▶ How to complete this task:
Look through the data below. Show each line where the string "sequence" occurs.

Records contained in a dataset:
:::::
use std::cmp::Ordering;
use std::collections::BinaryHeap;

use rustc_hash::FxHashMap;
use types::{GridCoord, WalkabilityMatrix};

use super::{reconstruct_path, walkable_neighbors, CostModel, Heuristic, SearchOutcome};

#[derive(Copy, Clone, Eq, PartialEq, Debug)]
struct Node {
    /// Accumulated cost plus the heuristic estimate
    priority: i64,
    /// Accumulated cost when this entry was pushed
    cost: i64,
    /// Insertion order, so equal priorities come out first in first out
    sequence: u64,
    coordinate: GridCoord,
}

// Reversed so the std max-heap pops the lowest priority, and the oldest entry among equals
impl Ord for Node {
    fn cmp(&self, other: &Self) -> Ordering {
        other
            .priority
            .cmp(&self.priority)
            .then_with(|| other.sequence.cmp(&self.sequence))
    }
}

impl PartialOrd for Node {
    fn partial_cmp(&self, other: &Self) -> Option<Ordering> {
        Some(self.cmp(other))
    }
}

/// Uniform cost search, the cheapest path under `cost_model`
pub fn ucs(
    walkability: &WalkabilityMatrix,
    start: GridCoord,
    goals: &[GridCoord],
    cost_model: CostModel,
) -> Option<SearchOutcome> {
    a_star(walkability, start, goals, cost_model, Heuristic::Zero)
}

/// A* search ordered by `f = g + h`
///
/// `g` is the cost of entering every cell on the path so far under `cost_model`, and `h` is the
/// `heuristic` estimate to the closest goal. A neighbour is (re)queued whenever the new route to
/// it is strictly cheaper than the best one recorded so far, and queue entries that have been
/// beaten since they were pushed are skipped when they come off the queue.
///
/// With [Heuristic::Zero] or [Heuristic::Manhattan] the returned path is a cheapest one. The
/// weighted and ladder-aware heuristics trade that guarantee for expanding fewer cells.
#[tracing::instrument(
    level = "debug",
    skip_all,
    fields(
        start = %start,
        targets = goals.len(),
        cost_model = ?cost_model,
        heuristic = ?heuristic,
        visited,
        cost
    )
)]
pub fn a_star(
    walkability: &WalkabilityMatrix,
    start: GridCoord,
    goals: &[GridCoord],
    cost_model: CostModel,
    heuristic: Heuristic,
) -> Option<SearchOutcome> {
    if goals.is_empty() {
        return None;
    }

    let mut to_search: BinaryHeap<Node> = BinaryHeap::new();
    let mut known_cost: FxHashMap<GridCoord, i64> = FxHashMap::default();
    let mut paths_from: FxHashMap<GridCoord, Option<GridCoord>> = FxHashMap::default();
    let mut visited = vec![];
    let mut sequence = 0;

    to_search.push(Node {
        priority: heuristic.estimate_closest(start, goals),
        cost: 0,
        sequence,
        coordinate: start,
    });
    known_cost.insert(start, 0);
    paths_from.insert(start, None);

    while let Some(Node {
        cost, coordinate, ..
    }) = to_search.pop()
    {
        if cost > *known_cost.get(&coordinate).unwrap_or(&i64::MAX) {
            continue;
        }
        visited.push(coordinate);

        if goals.contains(&coordinate) {
            let current_span = tracing::Span::current();
            current_span.record("visited", visited.len());
            current_span.record("cost", cost);

            return Some(SearchOutcome {
                path: reconstruct_path(paths_from, coordinate),
                visited,
            });
        }

        for neighbor in walkable_neighbors(walkability, coordinate) {
            let tentative = cost + cost_model.step_cost(walkability.get(neighbor));

            if tentative < *known_cost.get(&neighbor).unwrap_or(&i64::MAX) {
                known_cost.insert(neighbor, tentative);
                paths_from.insert(neighbor, Some(coordinate));

                sequence += 1;
                to_search.push(Node {
                    priority: tentative + heuristic.estimate_closest(neighbor, goals),
                    cost: tentative,
                    sequence,
                    coordinate: neighbor,
                });
            }
        }
    }

    tracing::Span::current().record("visited", visited.len());
    None
}

/// Total cost of walking `path` under `cost_model`, not counting the first cell
pub fn path_cost(
    walkability: &WalkabilityMatrix,
    path: &[GridCoord],
    cost_model: CostModel,
) -> i64 {
    path.iter()
        .skip(1)
        .map(|c| cost_model.step_cost(walkability.get(*c)))
        .sum()
}

#[cfg(test)]
mod tests {
    use super::*;
    use crate::search::{bfs, fixtures::*};

    #[test]
    fn test_equal_priorities_pop_first_in_first_out() {
        let mut heap = BinaryHeap::new();
        for (sequence, col) in [(0, 5), (1, 2), (2, 9)] {
            heap.push(Node {
                priority: 4,
                cost: 4,
                sequence,
                coordinate: GridCoord::new(0, col),
            });
        }
        heap.push(Node {
            priority: 3,
            cost: 3,
            sequence: 3,
            coordinate: GridCoord::new(1, 1),
        });

        let order: Vec<_> = std::iter::from_fn(|| heap.pop().map(|n| n.coordinate.col)).collect();
        assert_eq!(order, vec![1, 5, 2, 9]);
    }

    #[test]
    fn test_ucs_walks_around_slow_ground() {
        let (w, start) = slow();
        let goals = w.goal_locations();

        let cheap = ucs(&w, start, &goals, CostModel::CostSensitive).unwrap();
        let short = bfs(&w, start, &goals).unwrap();

        assert_eq!(
            cheap.path,
            coords(&[
                (3, 1),
                (3, 2),
                (2, 2),
                (1, 2),
                (1, 3),
                (1, 4),
                (1, 5),
                (1, 6),
                (2, 6),
                (3, 6),
                (3, 7)
            ])
        );
        assert_eq!(path_cost(&w, &cheap.path, CostModel::CostSensitive), 10);
        assert_eq!(path_cost(&w, &short.path, CostModel::CostSensitive), 63);
        assert!(cheap.path.len() > short.path.len());
    }

    #[test]
    fn test_a_star_expands_fewer_cells_than_ucs() {
        let (w, start) = arena();
        let goals = w.goal_locations();

        let uninformed = ucs(&w, start, &goals, CostModel::Simple).unwrap();
        let informed = a_star(&w, start, &goals, CostModel::Simple, Heuristic::Manhattan).unwrap();

        assert_eq!(uninformed.path.len(), informed.path.len());
        assert!(informed.visited.len() <= uninformed.visited.len());
    }

    #[test]
    fn test_inadmissible_heuristics_still_reach_the_goal() {
        let (w, start) = slow();
        let goals = w.goal_locations();

        for heuristic in [Heuristic::WeightedManhattan, Heuristic::LadderAwareManhattan] {
            let outcome = a_star(&w, start, &goals, CostModel::CostSensitive, heuristic).unwrap();
            assert_eq!(outcome.path.first(), Some(&start));
            assert_eq!(outcome.target(), Some(GridCoord::new(3, 7)));
        }
    }
}
use std::path::PathBuf;

use color_eyre::eyre::Result;
use colored::Colorize;
use maze_agents::compare::compare_searches;
use types::WalkabilityMatrix;

use super::{cost_model, load_fixture};

#[derive(clap::Args, Debug)]
pub(crate) struct Compare {
    /// Maze fixture (JSON) to search
    #[clap(value_parser)]
    fixture: PathBuf,

    /// Slow ground costs 3 instead of 20
    #[clap(long, action, default_value = "false")]
    simple_cost: bool,

    /// Print the reports as JSON instead of a table
    #[clap(long, action, default_value = "false")]
    json: bool,
}

impl Compare {
    pub(crate) fn run(self) -> Result<()> {
        let fixture = load_fixture(&self.fixture)?;
        let walkability = WalkabilityMatrix::compute(&fixture.maze);
        let goals = walkability.goal_locations();

        let reports = compare_searches(
            &walkability,
            fixture.start,
            &goals,
            cost_model(self.simple_cost),
        );

        if self.json {
            println!("{}", serde_json::to_string_pretty(&reports)?);
            return Ok(());
        }

        let best_cost = reports.iter().filter_map(|r| r.cost).min();

        println!(
            "{}",
            format!(
                "{:<22} {:>6} {:>6} {:>8} {:>10}",
                "search", "length", "cost", "visited", "time"
            )
            .bold()
        );
        for r in &reports {
            let length = r.path_len.map_or("-".to_string(), |l| l.to_string());
            let cost = match r.cost {
                Some(c) if Some(c) == best_cost => format!("{:>6}", c).green(),
                Some(c) => format!("{:>6}", c).normal(),
                None => format!("{:>6}", "-").red(),
            };
            println!(
                "{:<22} {:>6} {} {:>8} {:>10}",
                r.contender.name(),
                length,
                cost,
                r.visited,
                format!("{:?}", r.elapsed)
            );
        }

        Ok(())
    }
}
use std::collections::VecDeque;

use rustc_hash::{FxHashMap, FxHashSet};
use types::{GridCoord, WalkabilityMatrix};

use super::{reconstruct_path, walkable_neighbors, SearchOutcome};

/// Breadth first search, the shortest path when every step costs the same
///
/// A cell is marked seen when it is queued, so it gets exactly one parent. The goal test happens
/// when a cell is taken off the queue, and that is also when it is recorded as visited.
#[tracing::instrument(
    level = "debug",
    skip_all,
    fields(start = %start, targets = goals.len(), visited)
)]
pub fn bfs(
    walkability: &WalkabilityMatrix,
    start: GridCoord,
    goals: &[GridCoord],
) -> Option<SearchOutcome> {
    let mut to_search = VecDeque::from([start]);
    let mut seen = FxHashSet::default();
    let mut paths_from: FxHashMap<GridCoord, Option<GridCoord>> = FxHashMap::default();
    let mut visited = vec![];

    seen.insert(start);
    paths_from.insert(start, None);

    while let Some(coord) = to_search.pop_front() {
        visited.push(coord);

        if goals.contains(&coord) {
            tracing::Span::current().record("visited", visited.len());
            return Some(SearchOutcome {
                path: reconstruct_path(paths_from, coord),
                visited,
            });
        }

        for neighbor in walkable_neighbors(walkability, coord) {
            if seen.insert(neighbor) {
                paths_from.insert(neighbor, Some(coord));
                to_search.push_back(neighbor);
            }
        }
    }

    tracing::Span::current().record("visited", visited.len());
    None
}
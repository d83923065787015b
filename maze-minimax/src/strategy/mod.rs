//! The three adversarial strategies and what they share
//!
//! All three recurse over the game in round-robin turn order and stop at depth `0` or a terminal
//! state. Agent `0` always maximizes.
//!
//! - [Minimax] lets every enemy minimize and explores the whole tree
//! - [AlphaBeta] returns the same value as [Minimax] but cuts off branches that can't change it
//! - [Expectimax] treats one configured enemy as moving uniformly at random
//!
//! A search runs synchronously on the calling thread and is not interruptible. A caller that
//! wants to stop has to wait for the current call to return, so the depth bounds how long that
//! takes.

use std::{fmt::Debug, str::FromStr};

use decorum::N64;
use rustc_hash::FxHashMap;

use crate::GameModel;

mod minimax_return;
pub use minimax_return::{MinMaxReturn, NodeKind};

mod minimax;
pub use self::minimax::Minimax;

mod alpha_beta;
pub use alpha_beta::AlphaBeta;

mod expectimax;
pub use expectimax::{chance_probabilities, Expectimax};

/// Picks a move for an agent by searching the game tree
pub trait AdversarialStrategy<G: GameModel> {
    /// Search `depth` full rounds ahead of `state` with `agent_index` to move
    fn choose_action(
        &self,
        game: &G,
        state: &G::State,
        depth: usize,
        agent_index: usize,
    ) -> Decision<G::Action>;

    /// Name used in logs
    fn name(&self) -> &'static str;
}

#[derive(Debug, Clone, Copy, PartialEq, Eq)]
/// Optional properties that can be defined for any of the strategies
///
/// The defaults (as implemented by [Default]) are as follows:
/// ```
/// use maze_minimax::StrategyOptions;
///
/// let defaults = StrategyOptions::default();
///
/// assert!(!defaults.transposition_table);
/// ```
pub struct StrategyOptions {
    /// Remember the result of every searched node by position and reuse it when the same
    /// positions come up again with the same agent to move
    ///
    /// The key has no depth in it, so a cached value can come from a shallower or deeper search
    /// of the same positions, and under [AlphaBeta] from a node that was cut off. This trades
    /// exactness for speed on maps where agents can walk in circles, and can change the chosen
    /// action.
    ///
    /// Defaults to false
    pub transposition_table: bool,
}

impl Default for StrategyOptions {
    fn default() -> Self {
        Self {
            transposition_table: false,
        }
    }
}

#[derive(Debug, Clone, Copy, PartialEq, Eq)]
/// Which adversarial strategy to run
pub enum StrategyKind {
    #[allow(missing_docs)]
    Minimax,
    #[allow(missing_docs)]
    AlphaBeta,
    #[allow(missing_docs)]
    Expectimax,
}

impl StrategyKind {
    #[allow(missing_docs)]
    pub fn name(&self) -> &'static str {
        match self {
            StrategyKind::Minimax => "minimax",
            StrategyKind::AlphaBeta => "alphabeta",
            StrategyKind::Expectimax => "expectimax",
        }
    }
}

impl FromStr for StrategyKind {
    type Err = String;

    fn from_str(s: &str) -> Result<Self, Self::Err> {
        match s {
            "minimax" => Ok(StrategyKind::Minimax),
            "alphabeta" => Ok(StrategyKind::AlphaBeta),
            "expectimax" => Ok(StrategyKind::Expectimax),
            other => Err(format!("unknown strategy {}", other)),
        }
    }
}

#[derive(Debug, Clone, Copy, Default, PartialEq, Eq)]
/// Counters collected during one search
pub struct SearchStats {
    /// Every node entered, leaves included
    pub nodes: usize,
    /// Nodes answered by the transposition table
    pub table_hits: usize,
}

#[derive(Debug, Clone)]
/// The result of [AdversarialStrategy::choose_action]
pub struct Decision<Action> {
    /// Value of the root
    pub value: N64,
    /// The move to make, `None` if the moving agent had none
    pub action: Option<Action>,
    /// Everything that was explored
    pub tree: MinMaxReturn<Action>,
    #[allow(missing_docs)]
    pub stats: SearchStats,
}

impl<Action> Decision<Action>
where
    Action: Copy + Debug + std::fmt::Display,
{
    pub(crate) fn new(tree: MinMaxReturn<Action>, stats: SearchStats) -> Self {
        Self {
            value: tree.score(),
            action: tree.best_action(),
            tree,
            stats,
        }
    }
}

/// Per-search bookkeeping: the node counter and the optional transposition table
pub(crate) struct SearchContext<G: GameModel> {
    pub(crate) stats: SearchStats,
    table: Option<FxHashMap<G::Key, (N64, Option<G::Action>)>>,
}

impl<G: GameModel> SearchContext<G> {
    pub(crate) fn new(options: &StrategyOptions) -> Self {
        Self {
            stats: SearchStats::default(),
            table: options.transposition_table.then(FxHashMap::default),
        }
    }

    pub(crate) fn enter(&mut self) {
        self.stats.nodes += 1;
    }

    pub(crate) fn lookup(
        &mut self,
        game: &G,
        state: &G::State,
        agent_index: usize,
    ) -> Option<MinMaxReturn<G::Action>> {
        let table = self.table.as_ref()?;
        let (score, action) = *table.get(&game.transposition_key(state, agent_index))?;
        self.stats.table_hits += 1;

        Some(MinMaxReturn::Transposed { score, action })
    }

    pub(crate) fn store(
        &mut self,
        game: &G,
        state: &G::State,
        agent_index: usize,
        result: &MinMaxReturn<G::Action>,
    ) {
        if let Some(table) = self.table.as_mut() {
            table.insert(
                game.transposition_key(state, agent_index),
                (result.score(), result.best_action()),
            );
        }
    }
}

/// Score `state` as a leaf if the search should stop here
///
/// The terminal check runs first so that won and lost states are flagged even at depth `0`.
pub(crate) fn leaf<G: GameModel>(
    game: &G,
    state: &mut G::State,
    depth: usize,
    player_action: Option<G::Action>,
) -> Option<MinMaxReturn<G::Action>> {
    let terminal = game.is_terminal(state);

    if terminal || depth == 0 {
        Some(MinMaxReturn::Leaf {
            score: game.evaluate(state, depth, player_action),
        })
    } else {
        None
    }
}

/// The move agent `0` made at the top of the branch, once it has made one
pub(crate) fn branch_action<A: Copy>(
    player_action: Option<A>,
    agent_index: usize,
    action: A,
) -> Option<A> {
    player_action.or_else(|| (agent_index == 0).then_some(action))
}

/// Sort options best first for the moving agent, keeping move order among equal scores
pub(crate) fn sort_options<A: Copy + Debug + std::fmt::Display>(
    options: &mut [(A, MinMaxReturn<A>)],
    maximizing: bool,
) {
    if maximizing {
        options.sort_by(|a, b| b.1.score().cmp(&a.1.score()));
    } else {
        options.sort_by(|a, b| a.1.score().cmp(&b.1.score()));
    }
}
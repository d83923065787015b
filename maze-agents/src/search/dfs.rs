use rustc_hash::{FxHashMap, FxHashSet};
use types::{GridCoord, WalkabilityMatrix};

use super::{reconstruct_path, walkable_neighbors, SearchOutcome};

/// Depth first search
///
/// No optimality guarantee at all, this is the baseline the other searches get compared to. A
/// cell can sit on the stack more than once. Its parent is whoever pushed it last, which is also
/// the copy that gets popped first, and any later copy is skipped.
#[tracing::instrument(
    level = "debug",
    skip_all,
    fields(start = %start, targets = goals.len(), visited)
)]
pub fn dfs(
    walkability: &WalkabilityMatrix,
    start: GridCoord,
    goals: &[GridCoord],
) -> Option<SearchOutcome> {
    let mut to_search = vec![start];
    let mut expanded = FxHashSet::default();
    let mut paths_from: FxHashMap<GridCoord, Option<GridCoord>> = FxHashMap::default();
    let mut visited = vec![];

    paths_from.insert(start, None);

    while let Some(coord) = to_search.pop() {
        if !expanded.insert(coord) {
            continue;
        }
        visited.push(coord);

        if goals.contains(&coord) {
            tracing::Span::current().record("visited", visited.len());
            return Some(SearchOutcome {
                path: reconstruct_path(paths_from, coord),
                visited,
            });
        }

        for neighbor in walkable_neighbors(walkability, coord) {
            if !expanded.contains(&neighbor) {
                paths_from.insert(neighbor, Some(coord));
                to_search.push(neighbor);
            }
        }
    }

    tracing::Span::current().record("visited", visited.len());
    None
}
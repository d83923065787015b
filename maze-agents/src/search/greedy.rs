use types::{GridCoord, WalkabilityMatrix};

use super::{bfs, SearchOutcome};

/// The goal closest to `position` as the crow flies (Manhattan distance)
///
/// Ties go to the goal listed first.
pub fn nearest_goal(position: GridCoord, goals: &[GridCoord]) -> Option<GridCoord> {
    goals.iter().copied().min_by_key(|g| position.manhattan(g))
}

/// Greedy best first: commit to the nearest goal, then walk there with [bfs]
///
/// The choice ignores walls, so the committed goal can be far away on foot. This is re-run from
/// scratch every time a goal is collected.
pub fn greedy(
    walkability: &WalkabilityMatrix,
    start: GridCoord,
    goals: &[GridCoord],
) -> Option<SearchOutcome> {
    let target = nearest_goal(start, goals)?;
    tracing::debug!(%start, %target, "greedy picked a goal");

    bfs(walkability, start, &[target])
}

#[cfg(test)]
mod tests {
    use super::*;
    use crate::search::fixtures::*;

    #[test]
    fn test_nearest_goal_prefers_the_first_on_ties() {
        let goals = coords(&[(1, 4), (1, 2), (5, 5)]);

        assert_eq!(
            nearest_goal(GridCoord::new(1, 3), &goals),
            Some(GridCoord::new(1, 4))
        );
        assert_eq!(nearest_goal(GridCoord::new(1, 3), &[]), None);
    }

    #[test]
    fn test_greedy_in_a_filled_maze() {
        let (w, start) = filled();
        let outcome = greedy(&w, start, &w.goal_locations()).unwrap();

        assert_eq!(outcome.path, coords(&[(3, 1), (3, 2)]));
    }

    #[test]
    fn test_greedy_commits_even_when_the_walk_is_long() {
        let (w, _) = small();
        let goals = coords(&[(1, 2), (3, 6)]);

        // (1, 2) is closer as the crow flies, but it takes the ladder to get there
        let outcome = greedy(&w, GridCoord::new(3, 2), &goals).unwrap();

        assert_eq!(outcome.target(), Some(GridCoord::new(1, 2)));
        assert_eq!(
            outcome.path,
            coords(&[(3, 2), (3, 3), (2, 3), (1, 3), (1, 2)])
        );
    }
}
:::::
▶ Your solution:
    sequence: u64,
            .then_with(|| other.sequence.cmp(&self.sequence))
    let mut sequence = 0;
        sequence,
                sequence += 1;
                    sequence,
        for (sequence, col) in [(0, 5), (1, 2), (2, 9)] {
                sequence,
            sequence: 3,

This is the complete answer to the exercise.